Acting Kisumu city manager Abala Wanga said the hospital lacks a valid public health licence to operate a mortuary.
Wanga said the hospital management has been operating a commercial morgue within a residential area. The hospital is located in Milimani estate adjacent to the Equity Bank Milimani.
A closure notice dated November 11 by Wanga was sent to the hospital director Dr Philip Chek. The notice is follows other statutory documents previously served to him.
“You are hereby required to immediately from the date of this service notice to stop operating a morgue within a residential area,” reads the letter in part.
Wanga said the centre has failed to adhere to the provisions of the Public Health Act Cap 24 and City and Urban Areas Act and the subsidiary legislation.
The notice further reads, “The city manager being satisfied with the existence of the nuisance as per with the said Acts and Regulations, you are in contravention of the said regulations and subsidiary legislation at your premises situated in Milimani estate.”
Dr Chek did not pick calls or reply to the text message sent to him on the matter.
Wanga further gave notice to those operating mortuaries within estates to immediately stop such. Recently, Wanga said the county government is considering a ban on burying bodies within the jurisdictions of the city.

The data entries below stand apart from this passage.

use std::time::Duration;

use serde_derive::Deserialize;
use uuid::Uuid;

use crate::messages::Region;

pub const DEFAULT_REGION_ID: &str = "REGION1";
pub const DEFAULT_ACCEPTANCE_DISTANCE_METERS: f64 = 0.03;
const DEFAULT_BATCH_INTERVAL_MS: u64 = 1000;

#[derive(Deserialize, Debug, Clone)]
pub struct AppConfig {
    pub api: ApiConfig,
    pub scan: Option<ScanConfig>,
}

#[derive(Deserialize, Debug, Clone)]
pub struct ApiConfig {
    pub base_url: String,
    pub token: Option<String>,
    pub timeout_seconds: Option<u64>,
}

#[derive(Deserialize, Debug, Default, Clone)]
pub struct ScanConfig {
    pub region_id: Option<String>,
    pub proximity_uuid: Option<Uuid>,
    pub acceptance_distance_meters: Option<f64>,
    pub batch_interval_ms: Option<u64>,
}

impl ScanConfig {
    pub fn region(&self) -> Region {
        Region {
            id: self
                .region_id
                .clone()
                .unwrap_or(DEFAULT_REGION_ID.to_string()),
            proximity_uuid: self.proximity_uuid,
        }
    }

    pub fn acceptance_distance(&self) -> f64 {
        self.acceptance_distance_meters
            .unwrap_or(DEFAULT_ACCEPTANCE_DISTANCE_METERS)
    }

    pub fn batch_interval(&self) -> Duration {
        Duration::from_millis(self.batch_interval_ms.unwrap_or(DEFAULT_BATCH_INTERVAL_MS))
    }
}

impl AppConfig {
    pub fn scan(&self) -> ScanConfig {
        self.scan.clone().unwrap_or_default()
    }
}

#[cfg(test)]
mod tests {
    use super::*;

    #[test]
    fn test_config() {
        let config_str = r#"
            [api]
            base_url = "http://localhost:3333"
            token = "secret"

            [scan]
            region_id = "LOBBY"
            proximity_uuid = "445e3f19-f76e-473d-bc40-a0f26686e8e2"
            acceptance_distance_meters = 0.05
            batch_interval_ms = 500
        "#;
        let config: AppConfig = toml::de::from_str(config_str).unwrap();
        assert_eq!(config.api.base_url, "http://localhost:3333");
        assert_eq!(config.api.token.as_deref(), Some("secret"));
        assert!(config.api.timeout_seconds.is_none());

        let scan = config.scan();
        let region = scan.region();
        assert_eq!(region.id, "LOBBY");
        assert_eq!(
            region.proximity_uuid.map(|u| u.to_string()).as_deref(),
            Some("445e3f19-f76e-473d-bc40-a0f26686e8e2")
        );
        assert_eq!(scan.acceptance_distance(), 0.05);
        assert_eq!(scan.batch_interval(), Duration::from_millis(500));
    }

    #[test]
    fn test_scan_defaults() {
        let config_str = r#"
            [api]
            base_url = "https://api.example.com"
        "#;
        let config: AppConfig = toml::de::from_str(config_str).unwrap();
        assert!(config.scan.is_none());

        let scan = config.scan();
        assert_eq!(scan.region().id, "REGION1");
        assert!(scan.region().proximity_uuid.is_none());
        assert_eq!(scan.acceptance_distance(), 0.03);
        assert_eq!(scan.batch_interval(), Duration::from_secs(1));
    }
}
use std::path::PathBuf;

use anyhow::Context as _;
use btleplug::api::Manager as _;
use btleplug::platform::Manager as BtManager;
use clap::Parser;
use log::{debug, info};

mod client;
mod config;
mod error;
mod form;
mod ibeacon;
mod listener;
mod manager;
mod messages;
mod permission;
mod prompt;
mod scanner;
mod selector;

use manager::{Manager, Outcome};

/// Register a nearby iBeacon with the beacon devices API
#[derive(Parser, Debug)]
#[command(name = "beacon-enroll", version, about)]
struct Args {
    /// Path to TOML configuration file
    #[arg(short, long, default_value = "config.toml")]
    config: PathBuf,

    /// Beacon alias; prompts interactively when omitted
    #[arg(long, requires = "distance")]
    alias: Option<String>,

    /// Alert distance in meters
    #[arg(long, requires = "alias")]
    distance: Option<String>,
}

#[tokio::main]
async fn main() -> anyhow::Result<()> {
    pretty_env_logger::formatted_builder()
        .filter_level(log::LevelFilter::Info)
        .parse_default_env()
        .init();

    let args = Args::parse();

    let config_contents = std::fs::read_to_string(&args.config)
        .with_context(|| format!("reading {}", args.config.display()))?;
    let config: config::AppConfig = toml::de::from_str(&config_contents)
        .with_context(|| format!("parsing {}", args.config.display()))?;
    let scan = config.scan();

    info!(
        "API {} region {} acceptance distance {}m",
        config.api.base_url,
        scan.region().id,
        scan.acceptance_distance()
    );

    let api = client::HttpRegistrationClient::new(&config.api)?;

    let bt_manager = BtManager::new().await?;

    // get the first bluetooth adapter
    let adapters = bt_manager.adapters().await?;
    let central = adapters
        .into_iter()
        .next()
        .context("no Bluetooth adapter found")?;

    let ranger = scanner::BleRanger::new(central, scan.batch_interval());
    let mut core = Manager::new(ranger, api, &scan);

    let outcome = match (args.alias, args.distance) {
        (Some(alias), Some(distance)) => {
            let mut form = prompt::ArgsForm::new(alias, distance);
            tokio::select! {
                outcome = core.run(&mut form) => outcome,
                _ = tokio::signal::ctrl_c() => Outcome::WentBack,
            }
        }
        _ => {
            let mut form = prompt::PromptForm::new();
            tokio::select! {
                outcome = core.run(&mut form) => outcome,
                _ = tokio::signal::ctrl_c() => Outcome::WentBack,
            }
        }
    };

    debug!(
        "Final state {:?}, listener active: {}",
        core.state(),
        core.listener_active()
    );

    match outcome {
        Outcome::Registered(_) => {
            println!("Beacon registered");
            Ok(())
        }
        Outcome::WentBack => {
            core.go_back();
            anyhow::bail!("registration cancelled")
        }
        Outcome::Failed(err) => {
            core.go_back();
            Err(anyhow::Error::new(err).context("registration failed"))
        }
    }
}
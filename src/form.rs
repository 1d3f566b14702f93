use std::collections::BTreeMap;
use std::fmt;

use serde_derive::Serialize;

use crate::messages::BeaconIdentity;

pub const MAX_ALIAS_LEN: usize = 25;
pub const MAX_ALERT_DISTANCE: u32 = 999;
pub const BEACON_TYPE: &str = "type";

/// Raw text the user typed into the registration form.
#[derive(Clone, Debug, Default, PartialEq, Eq)]
pub struct RegistrationInput {
    pub beacon_alias: String,
    pub distance_to_alert: String,
}

#[derive(Clone, Debug, PartialEq, Eq)]
pub struct ValidatedInput {
    pub beacon_alias: String,
    pub distance_to_alert: u32,
}

#[derive(Clone, Copy, Debug, PartialEq, Eq, PartialOrd, Ord)]
pub enum Field {
    BeaconAlias,
    DistanceToAlert,
}

impl Field {
    pub fn as_str(&self) -> &'static str {
        match self {
            Field::BeaconAlias => "beacon_alias",
            Field::DistanceToAlert => "distance_to_alert",
        }
    }
}

#[derive(Clone, Debug, Default, PartialEq, Eq)]
pub struct FieldErrors(BTreeMap<Field, String>);

impl FieldErrors {
    pub fn is_empty(&self) -> bool {
        self.0.is_empty()
    }

    pub fn get(&self, field: Field) -> Option<&str> {
        self.0.get(&field).map(String::as_str)
    }

    pub fn iter(&self) -> impl Iterator<Item = (Field, &str)> {
        self.0.iter().map(|(field, msg)| (*field, msg.as_str()))
    }

    fn insert(&mut self, field: Field, message: &str) {
        self.0.insert(field, message.to_string());
    }
}

impl fmt::Display for FieldErrors {
    fn fmt(&self, f: &mut fmt::Formatter<'_>) -> fmt::Result {
        let parts: Vec<String> = self
            .iter()
            .map(|(field, msg)| format!("{}: {}", field.as_str(), msg))
            .collect();
        write!(f, "{}", parts.join(", "))
    }
}

impl RegistrationInput {
    /// Checks every field and reports all failures at once.
    pub fn validate(&self) -> Result<ValidatedInput, FieldErrors> {
        let mut errors = FieldErrors::default();

        let alias = self.beacon_alias.trim();
        if alias.is_empty() {
            errors.insert(Field::BeaconAlias, "Alias is required");
        } else if alias.chars().count() > MAX_ALIAS_LEN {
            errors.insert(Field::BeaconAlias, "Alias must be at most 25 characters");
        }

        let distance = self.distance_to_alert.trim();
        let parsed = if distance.is_empty() {
            errors.insert(Field::DistanceToAlert, "Alert distance is required");
            None
        } else if !distance.chars().all(|c| c.is_ascii_digit()) {
            errors.insert(Field::DistanceToAlert, "Alert distance must be a number");
            None
        } else {
            match distance.parse::<u32>() {
                Ok(meters) if meters <= MAX_ALERT_DISTANCE => Some(meters),
                _ => {
                    errors.insert(
                        Field::DistanceToAlert,
                        "Alert distance must be at most 999 meters",
                    );
                    None
                }
            }
        };

        match parsed {
            Some(distance_to_alert) if errors.is_empty() => Ok(ValidatedInput {
                beacon_alias: alias.to_string(),
                distance_to_alert,
            }),
            _ => Err(errors),
        }
    }
}

/// Body of `POST /beacons_devices`.
#[derive(Clone, Debug, PartialEq, Eq, Serialize)]
pub struct RegistrationRequest {
    pub beacon_alias: String,
    pub beacon_type: &'static str,
    pub beacon_uuid: String,
    pub beacon_major: u16,
    pub beacon_minor: u16,
    pub distance_to_alert: u32,
}

impl RegistrationRequest {
    pub fn new(identity: &BeaconIdentity, input: ValidatedInput) -> Self {
        RegistrationRequest {
            beacon_alias: input.beacon_alias,
            beacon_type: BEACON_TYPE,
            beacon_uuid: identity.uuid.clone(),
            beacon_major: identity.major,
            beacon_minor: identity.minor,
            distance_to_alert: input.distance_to_alert,
        }
    }
}

/// Where registration input comes from. `None` means the user backed out.
pub trait FormSource {
    async fn fill(
        &mut self,
        identity: &BeaconIdentity,
        errors: &FieldErrors,
    ) -> Option<RegistrationInput>;

    /// Blocking notice shown when a submission fails.
    fn alert(&mut self, title: &str, message: &str);
}
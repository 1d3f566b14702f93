use log::{debug, error, info, warn};
use serde_json::Value;

use crate::client::RegistrationApi;
use crate::config::ScanConfig;
use crate::error::EnrollError;
use crate::form::{FieldErrors, FormSource, RegistrationInput, RegistrationRequest};
use crate::listener::{RangingSource, RangingSubscription};
use crate::messages::{BeaconIdentity, BeaconReading, Region};
use crate::selector::{BeaconSelector, Selection};

const FAILURE_TITLE: &str = "Error registering beacon";
const FAILURE_MESSAGE: &str = "An error occurred while registering the beacon. Please try again.";

#[derive(Clone, Debug, PartialEq, Eq)]
pub enum EnrollmentState {
    AwaitingBeacon,
    BeaconSelected(BeaconIdentity),
    Submitting(BeaconIdentity),
    Submitted(BeaconIdentity),
}

#[derive(Debug)]
pub enum Outcome {
    Registered(Value),
    WentBack,
    /// The user left after the last attempt was rejected.
    Failed(EnrollError),
}

/// Drives one registration: ranging, selection, form and submission.
pub struct Manager<R, A> {
    ranger: R,
    api: A,
    region: Region,
    selector: BeaconSelector,
    subscription: Option<RangingSubscription>,
    state: EnrollmentState,
}

impl<R: RangingSource, A: RegistrationApi> Manager<R, A> {
    pub fn new(ranger: R, api: A, scan: &ScanConfig) -> Self {
        Manager {
            ranger,
            api,
            region: scan.region(),
            selector: BeaconSelector::new(scan.acceptance_distance()),
            subscription: None,
            state: EnrollmentState::AwaitingBeacon,
        }
    }

    pub fn state(&self) -> &EnrollmentState {
        &self.state
    }

    pub fn listener_active(&self) -> bool {
        self.subscription.as_ref().is_some_and(|s| !s.is_stopped())
    }

    /// Runs the permission gate, then starts ranging. A denied permission
    /// is only logged.
    pub async fn start_listener(&mut self) -> Result<(), EnrollError> {
        info!("Starting beacon listener");
        self.ranger.request_permission().await.log();

        let subscription = self.ranger.start_ranging(&self.region).await?;
        debug!("Listening for beacons in region {}", subscription.region_id());
        self.subscription = Some(subscription);
        Ok(())
    }

    pub fn stop_listener(&mut self) {
        if let Some(subscription) = self.subscription.as_mut() {
            subscription.stop();
        }
    }

    pub fn handle_batch(&mut self, batch: &[BeaconReading]) -> Selection {
        let selection = self.selector.evaluate(batch);
        match &selection {
            Selection::Pending => {}
            Selection::Accepted(identity) => {
                self.stop_listener();
                self.state = EnrollmentState::BeaconSelected(identity.clone());
            }
            Selection::AlreadyAccepted => self.stop_listener(),
        }
        selection
    }

    /// Waits for a beacon to be selected. Without a live subscription this
    /// never returns.
    pub async fn await_beacon(&mut self) -> BeaconIdentity {
        loop {
            if let Some(identity) = self.selector.accepted() {
                return identity.clone();
            }

            let batch = match self.subscription.as_mut() {
                Some(subscription) => subscription.next_batch().await,
                None => None,
            };
            let Some(batch) = batch else {
                warn!("Beacon listener is not delivering batches, still awaiting beacon");
                return std::future::pending().await;
            };

            self.handle_batch(&batch);
        }
    }

    pub async fn submit(&mut self, input: &RegistrationInput) -> Result<Value, EnrollError> {
        let identity = match &self.state {
            EnrollmentState::BeaconSelected(identity) => identity.clone(),
            _ => return Err(EnrollError::NoBeaconSelected),
        };

        let validated = input.validate().map_err(EnrollError::Validation)?;
        let request = RegistrationRequest::new(&identity, validated);

        self.state = EnrollmentState::Submitting(identity.clone());
        match self.api.register(&request).await {
            Ok(body) => {
                info!("Beacon registered: {}", body);
                self.state = EnrollmentState::Submitted(identity);
                Ok(body)
            }
            Err(err) => {
                error!("Error registering beacon: {}", err);
                self.state = EnrollmentState::BeaconSelected(identity);
                Err(err.into())
            }
        }
    }

    pub fn go_back(&mut self) {
        self.stop_listener();
        info!("Leaving beacon registration");
    }

    pub async fn run<F: FormSource>(&mut self, form: &mut F) -> Outcome {
        if let Err(err) = self.start_listener().await {
            error!("{}", err);
        }

        println!("Bring the beacon close to this device");
        let identity = self.await_beacon().await;

        let mut errors = FieldErrors::default();
        let mut last_failure = None;
        loop {
            let Some(input) = form.fill(&identity, &errors).await else {
                self.go_back();
                return match last_failure {
                    Some(err) => Outcome::Failed(err),
                    None => Outcome::WentBack,
                };
            };

            match self.submit(&input).await {
                Ok(body) => return Outcome::Registered(body),
                Err(EnrollError::Validation(field_errors)) => {
                    debug!("Validation failed: {}", field_errors);
                    errors = field_errors.clone();
                    last_failure = Some(EnrollError::Validation(field_errors));
                }
                Err(err) => {
                    errors = FieldErrors::default();
                    last_failure = Some(err);
                    form.alert(FAILURE_TITLE, FAILURE_MESSAGE);
                }
            }
        }
    }
}
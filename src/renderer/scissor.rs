use glam::Vec4;
use log::warn;

use super::state::{Rect, Viewport};

/// Window-level scissor stack.
///
/// Areas are pushed as `x, y, width, height` and stored in corner form. Every
/// push is intersected with the current area, so nested areas can only
/// shrink. An empty or inverted intersection yields a zero-area scissor.
#[derive(Debug, Clone)]
pub struct ScissorStack {
    viewport: Viewport,
    area: Vec4,
    stack: Vec<Vec4>,
}

impl ScissorStack {
    pub fn new(viewport: Viewport) -> Self {
        Self {
            viewport,
            area: full_area(viewport),
            stack: Vec::new(),
        }
    }

    pub fn push(&mut self, x: f32, y: f32, width: f32, height: f32) {
        self.stack.push(self.area);

        let mut area = Vec4::new(x, y, width + x.ceil(), height + y.ceil());
        area.x = area.x.max(self.area.x);
        area.y = area.y.max(self.area.y);
        area.z = area.z.min(self.area.z);
        area.w = area.w.min(self.area.w);
        self.area = area;
    }

    /// Restores the area that was current before the matching `push`.
    pub fn pop(&mut self) {
        match self.stack.pop() {
            Some(area) => self.area = area,
            None => warn!("extra ScissorStack::pop call"),
        }
    }

    /// Drops every pushed area, called once per presented frame.
    pub fn reset(&mut self, viewport: Viewport) {
        self.viewport = viewport;
        self.area = full_area(viewport);
        self.stack.clear();
    }

    pub fn depth(&self) -> usize {
        self.stack.len()
    }

    /// Scissor to apply, `None` while nothing is pushed.
    pub fn effective(&self) -> Option<Rect> {
        if self.stack.is_empty() {
            return None;
        }
        let area = self.area;
        if area.z < 0.0 || area.w < 0.0 {
            return Some(Rect::ZERO);
        }
        let width = (area.z - area.x).ceil().max(0.0) as i32;
        let height = (area.w - area.y).ceil().max(0.0) as i32;
        if width == 0 || height == 0 {
            return Some(Rect::ZERO);
        }
        let x0 = area.x as i32;
        let y0 = area.y as i32;
        Some(Rect::new(x0, y0, x0 + width, y0 + height))
    }
}

fn full_area(viewport: Viewport) -> Vec4 {
    Vec4::new(0.0, 0.0, viewport.width as f32, viewport.height as f32)
}
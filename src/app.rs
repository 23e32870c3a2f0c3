// app.rs
use std::f32::consts::PI;
use std::sync::Arc;
use std::time::Instant;

use glam::{Mat4, Vec3};
use log::{error, info, warn};
use winit::{
    application::ApplicationHandler,
    dpi::PhysicalSize,
    event::{DeviceEvent, DeviceId, MouseButton, WindowEvent},
    event_loop::ActiveEventLoop,
    keyboard::KeyCode,
    window::{CursorGrabMode, Window, WindowId},
};

use crate::assets::Assets;
use crate::camera::Camera;
use crate::demo::{self, DemoWorld};
use crate::error::{AppError, RenderError};
use crate::input::{Input, WinitInput};
use crate::level::CameraMode;
use crate::models::ModelsGenerator;
use crate::renderer::chunks::{ChunkMesher, LevelChunks};
use crate::renderer::collaborators::{Inactive, WorldCollaborators};
use crate::renderer::config::DebugFlags;
use crate::renderer::shaders::ShaderRegistry;
use crate::renderer::{
    ChunkBorderGuides, DrawContext, FrameInput, MeshModelBatch, ScenePostProcess, WgpuBackend,
    WorldRenderer,
};
use crate::settings::RenderSettings;

const CAMERA_FOV: f32 = 1.4;
const MOVE_SPEED: f32 = 6.0;
const MOUSE_SENSITIVITY: f32 = 0.0025;
const PICK_DISTANCE: f32 = 8.0;
/// Seconds of real time per in-game day.
const DAY_LENGTH: f32 = 300.0;
const CLEAR_COLOR: [f32; 4] = [0.0, 0.0, 0.0, 1.0];
const MAX_FRAME_DELTA: f32 = 0.25;

/// Sets up the demo world, the renderer and everything they share.
pub fn build_collaborators(
    backend: &mut dyn crate::renderer::RenderBackend,
    assets: &mut Assets,
    world: &DemoWorld,
) -> Result<WorldCollaborators, RenderError> {
    ModelsGenerator::register_builtin(assets);
    let atlas = demo::load_atlas(backend, assets);
    ModelsGenerator::prepare(&world.level.content, assets)?;

    let (chunks, sender) = LevelChunks::new(Some(atlas));
    for mesh in ChunkMesher::mesh_level(&world.level, assets.atlas(demo::ATLAS_NAME)) {
        // The receiver lives in `chunks`, which outlives this loop.
        let _ = sender.send(mesh);
    }

    Ok(WorldCollaborators {
        chunks: Box::new(chunks),
        entities: Box::new(Inactive),
        model_batch: Box::new(MeshModelBatch::new()),
        particles: Box::new(Inactive),
        precipitation: Box::new(Inactive),
        texts: Box::new(Inactive),
        block_wraps: Box::new(Inactive),
        guides: Box::new(ChunkBorderGuides),
        post_processing: Box::new(ScenePostProcess::new()),
    })
}

struct AppState {
    window: Arc<Window>,
    backend: WgpuBackend,
    assets: Assets,
    renderer: WorldRenderer,
    world: DemoWorld,
    camera: Camera,
    yaw: f32,
    pitch: f32,
    hud_visible: bool,
    paused: bool,
    last_frame: Instant,
}

impl AppState {
    fn new(window: Arc<Window>, settings: &RenderSettings) -> Result<Self, RenderError> {
        let mut backend = pollster::block_on(WgpuBackend::new(window.clone(), settings))?;
        let mut assets = Assets::new(ShaderRegistry::with_builtin_shaders());
        let world = DemoWorld::generate(632);
        let collaborators = build_collaborators(&mut backend, &mut assets, &world)?;
        let renderer = WorldRenderer::new(&mut backend, &mut assets, settings, collaborators)?;
        let camera = world.spawn_camera(CAMERA_FOV);

        Ok(Self {
            window,
            backend,
            assets,
            renderer,
            world,
            camera,
            // Facing +Z, towards the glass wall.
            yaw: PI,
            pitch: 0.0,
            hud_visible: true,
            paused: false,
            last_frame: Instant::now(),
        })
    }

    fn set_cursor_locked(&self, input: &mut WinitInput, locked: bool) {
        let grab = if locked {
            self.window
                .set_cursor_grab(CursorGrabMode::Confined)
                .or_else(|_| self.window.set_cursor_grab(CursorGrabMode::Locked))
        } else {
            self.window.set_cursor_grab(CursorGrabMode::None)
        };
        if let Err(err) = grab {
            warn!("Cursor grab failed: {err}");
        }
        self.window.set_cursor_visible(!locked);
        input.set_cursor_locked(locked);
    }

    /// Applies controls; returns false when the user asked to quit.
    fn handle_input(&mut self, input: &mut WinitInput, delta: f32) -> bool {
        if input.jpressed(KeyCode::Escape) {
            if input.cursor().locked {
                self.set_cursor_locked(input, false);
            } else {
                return false;
            }
        }
        if input.jclicked(MouseButton::Left) && !input.cursor().locked {
            self.set_cursor_locked(input, true);
        }

        let config = self.renderer.config_mut();
        if input.jpressed(KeyCode::F3) {
            config.toggle(DebugFlags::DEBUG);
        }
        if input.jpressed(KeyCode::F4) {
            config.toggle(DebugFlags::CHUNK_BORDERS);
        }
        if input.jpressed(KeyCode::F6) {
            self.renderer.toggle_lights_debug();
        }
        if input.jpressed(KeyCode::F1) {
            self.hud_visible = !self.hud_visible;
        }
        if input.jpressed(KeyCode::KeyP) {
            self.paused = !self.paused;
        }
        if input.jpressed(KeyCode::F5) {
            let player = &mut self.world.player;
            player.camera_mode = match player.camera_mode {
                CameraMode::FirstPerson => CameraMode::ThirdPerson,
                CameraMode::ThirdPerson => CameraMode::ThirdPersonFront,
                CameraMode::ThirdPersonFront => CameraMode::Spectator,
                CameraMode::Spectator => CameraMode::FirstPerson,
            };
            info!("Camera mode: {:?}", player.camera_mode);
        }

        let cursor = input.cursor();
        if cursor.locked {
            self.yaw -= cursor.delta.x * MOUSE_SENSITIVITY;
            self.pitch = (self.pitch - cursor.delta.y * MOUSE_SENSITIVITY).clamp(-1.55, 1.55);
        }
        self.camera.set_rotation(
            Mat4::from_rotation_y(self.yaw) * Mat4::from_rotation_x(self.pitch),
        );

        let flat_front =
            Vec3::new(self.camera.front.x, 0.0, self.camera.front.z).normalize_or_zero();
        let mut movement = Vec3::ZERO;
        for (key, direction) in [
            (KeyCode::KeyW, flat_front),
            (KeyCode::KeyS, -flat_front),
            (KeyCode::KeyD, self.camera.right),
            (KeyCode::KeyA, -self.camera.right),
            (KeyCode::Space, Vec3::Y),
            (KeyCode::ShiftLeft, Vec3::NEG_Y),
        ] {
            if input.pressed(key) {
                movement += direction;
            }
        }
        self.camera.position += movement.normalize_or_zero() * MOVE_SPEED * delta;
        true
    }

    fn update_player(&mut self) {
        let player = &mut self.world.player;
        player.position = self.camera.position - DemoWorld::eye(Vec3::ZERO);
        player.rotation = Vec3::new(self.yaw.to_degrees(), self.pitch.to_degrees(), 0.0);
        player.selection = demo::pick(
            &self.world.level,
            self.camera.position,
            self.camera.front,
            PICK_DISTANCE,
        );
    }

    fn redraw(&mut self, settings: &RenderSettings) -> Result<(), RenderError> {
        let now = Instant::now();
        let delta = (now - self.last_frame).as_secs_f32().min(MAX_FRAME_DELTA);
        self.last_frame = now;

        if !self.paused {
            let level = &mut self.world.level;
            level.daytime = (level.daytime + delta / DAY_LENGTH).fract();
        }
        self.update_player();

        if !self.backend.begin_frame()? {
            return Ok(());
        }

        let viewport = self.backend.surface_size();
        let stats = {
            let mut pctx = DrawContext::new(&mut self.backend, viewport);
            pctx.clear(Some(CLEAR_COLOR), true);
            self.renderer.draw(
                &mut pctx,
                &mut self.assets,
                FrameInput {
                    camera: &mut self.camera,
                    player: &self.world.player,
                    level: &self.world.level,
                    settings,
                    hud_visible: self.hud_visible,
                    pause: self.paused,
                    delta,
                },
            )
        };
        self.backend.end_frame();
        let stats = stats?;
        if stats.shaders_recompiled {
            info!("Frame {}: shader variants recompiled", stats.frame);
        }
        Ok(())
    }
}

/// Window shell around [`WorldRenderer`].
pub struct App {
    settings: RenderSettings,
    input: WinitInput,
    state: Option<AppState>,
    error: Option<AppError>,
}

impl App {
    pub fn new(settings: RenderSettings) -> Self {
        Self {
            settings,
            input: WinitInput::new(),
            state: None,
            error: None,
        }
    }

    /// Error that stopped the event loop, if any.
    pub fn take_error(&mut self) -> Option<AppError> {
        self.error.take()
    }

    fn fail(&mut self, event_loop: &ActiveEventLoop, err: AppError) {
        error!("{err}");
        self.error = Some(err);
        event_loop.exit();
    }
}

impl ApplicationHandler for App {
    fn resumed(&mut self, event_loop: &ActiveEventLoop) {
        if self.state.is_some() {
            return;
        }
        let resolution = &self.settings.resolution;
        let attributes = Window::default_attributes()
            .with_title("voxel world renderer")
            .with_inner_size(PhysicalSize::new(resolution.width, resolution.height));
        let window = match event_loop.create_window(attributes) {
            Ok(window) => Arc::new(window),
            Err(err) => return self.fail(event_loop, err.into()),
        };
        match AppState::new(window, &self.settings) {
            Ok(state) => {
                state.window.request_redraw();
                self.state = Some(state);
            }
            Err(err) => self.fail(event_loop, err.into()),
        }
    }

    fn window_event(&mut self, event_loop: &ActiveEventLoop, id: WindowId, event: WindowEvent) {
        let Some(state) = self.state.as_mut() else {
            return;
        };
        if id != state.window.id() {
            return;
        }
        self.input.handle_window_event(&event);

        match event {
            WindowEvent::CloseRequested | WindowEvent::Destroyed => event_loop.exit(),
            WindowEvent::Resized(size) => state.backend.resize(size.width, size.height),
            WindowEvent::ScaleFactorChanged { .. } => {
                let size = state.window.inner_size();
                state.backend.resize(size.width, size.height);
            }
            WindowEvent::RedrawRequested => {
                self.input.poll_events();
                let delta = (Instant::now() - state.last_frame)
                    .as_secs_f32()
                    .min(MAX_FRAME_DELTA);
                if !state.handle_input(&mut self.input, delta) {
                    event_loop.exit();
                    return;
                }
                if let Err(err) = state.redraw(&self.settings) {
                    return self.fail(event_loop, err.into());
                }
                state.window.request_redraw();
            }
            _ => {}
        }
    }

    fn device_event(&mut self, _: &ActiveEventLoop, _: DeviceId, event: DeviceEvent) {
        self.input.handle_device_event(&event);
    }
}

The plans, he said, were underway to pass a law that will prohibit burials in the city. He said families in Manyatta, Obunga, Nyalenda, and Bandani slums were burying their loved ones within the estates.
“This should not be the case. We are working on a bill to be tabled to the assembly,” Wanga said. He said Kisumu City Board will work closely with the County Assembly to enact a law that will prohibit such burials.
Wanga, however, urged residents in slum areas to bury their loved ones in the gazetted cemetery in Mamboleo or take them to their rural homes.
“Everybody who came to Kisumu must be ready to ferry their loved ones home for burial if they don’t want to bury at the cemetery,” Wanga said last Friday during a cleanup exercise in Nyalenda.
He said the city status requires burials in the cemeteries and urged locals to comply once the law is put in place.
Wanga said future plans for the expansion of roads and other amenities in the city may stall if burials within the estates are not stopped.